In The Imprint of Congress, David R. Mayhew—Sterling Professor of Political Science Emeritus at Yale and America’s dean of congressional studies by dint of a half-century of teaching and influential scholarship—takes a different tack. He measures Congress’s performance not by process or procedures but by consequences, and he compares them not to an abstract ideal but to the real alternatives on offer in advanced democratic societies. What has been Congress’s effect—its imprint—on the course of American government and society? As compared to presidents, how have congresses responded and contributed to the Zeitgeisten of successive eras? As compared to parliamentary systems and other presidential systems, how has our separation of powers—with a representative legislature playing a uniquely independent role—panned out?

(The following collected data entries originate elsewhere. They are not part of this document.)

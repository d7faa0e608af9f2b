//! TIFF format utilities
//!
//! Byte order and classic/BigTIFF detection from the file header.

use log::debug;

use crate::errors::{TileError, TileResult};
use crate::io::byte_order::{ByteOrder, ByteOrderHandler};
use crate::io::seekable::SeekableReader;
use crate::tiff::constants::header;
use crate::tiff::validation;

/// Detects the byte order of a TIFF file from its first two bytes
pub fn detect_byte_order(reader: &mut dyn SeekableReader) -> TileResult<ByteOrder> {
    let byte_order = ByteOrder::detect(reader)?;
    debug!("Detected byte order: {}", byte_order.name());
    Ok(byte_order)
}

/// Detects whether a file is TIFF or BigTIFF based on its version number
///
/// # Returns
/// A tuple with (is_big_tiff, version_number)
pub fn detect_tiff_format(
    reader: &mut dyn SeekableReader,
    byte_order_handler: &dyn ByteOrderHandler,
) -> TileResult<(bool, u16)> {
    let version = byte_order_handler.read_u16(reader)?;
    debug!("TIFF version: {}", version);

    let is_big_tiff = match version {
        header::BIG_TIFF_VERSION => {
            debug!("Detected BigTIFF format");
            validation::validate_bigtiff_header(reader, byte_order_handler)?;
            true
        },
        header::TIFF_VERSION => {
            debug!("Detected standard TIFF format");
            false
        },
        _ => return Err(TileError::UnsupportedVersion(version)),
    };

    Ok((is_big_tiff, version))
}
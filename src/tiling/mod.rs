//! Tiling core
//!
//! Resolves tiling parameters into a grid over a raster, enumerates the
//! tiles lazily and normalizes their values with quantile bounds.

pub mod config;
pub mod geometry;
pub mod indexer;
pub mod normalizer;
pub mod producer;
pub mod tiled;

pub use config::{ResolvedConfig, TileConfig};
pub use geometry::{AxisTiling, GeometryResolver, TileGeometry};
pub use indexer::{TileIndex, TileIndexer, TileIndices};
pub use normalizer::{Normalizer, QuantileBounds};
pub use producer::TileProducer;
pub use tiled::TiledRaster;
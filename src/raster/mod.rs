//! Raster access
//!
//! Everything the tiling core needs from pixel storage: the element type,
//! region boxes, the `RasterSource` trait with its lazy `TileView`, and two
//! sources (a memory-mapped TIFF and an in-memory array).

pub mod array_source;
pub mod dtype;
pub mod mapped;
pub mod region;
pub mod source;

pub use array_source::ArraySource;
pub use dtype::DType;
pub use mapped::MappedRaster;
pub use region::RegionBox;
pub use source::{RasterSource, TileView};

Mayhew’s methods for answering these ambitious questions are old-school and ingenious. He employs no poli-sci equations, regressions, or game theory, although he does invoke path dependence at one important juncture and the median voter several times. His basic approach may be described as discursive empiricism. It could not have been done so well, and maybe not at all, by a man of lesser learning and authority.

He begins by identifying a sequence of large political and intellectual movements—“transnational impulses” he calls them, 13 in all, from the founding of new nations and polities in the period following our own, down to environmentalism and deficit spending today. This framing device focuses the inquiry on momentous, tidal developments with lots of action here and abroad, while guarding against cherry-picking of the author’s favorite events and aspirations. For each movement, he judges America’s performance among the European and other English-speaking nations (with a few glances to Latin America), then moves in for the analytical kill—the distinctive imprint of the U.S. Congress.

The procedure involves judgment calls, nutshell summaries of large historical and economic literatures, and partial explanations and conditional conclusions. Mayhew gives rival theories a hearing, defends his choices persuasively, and ends up with answers that seem as robust as the nature of the inquiry permits. The answers are “interesting,” he claims, but many readers will consider them profound.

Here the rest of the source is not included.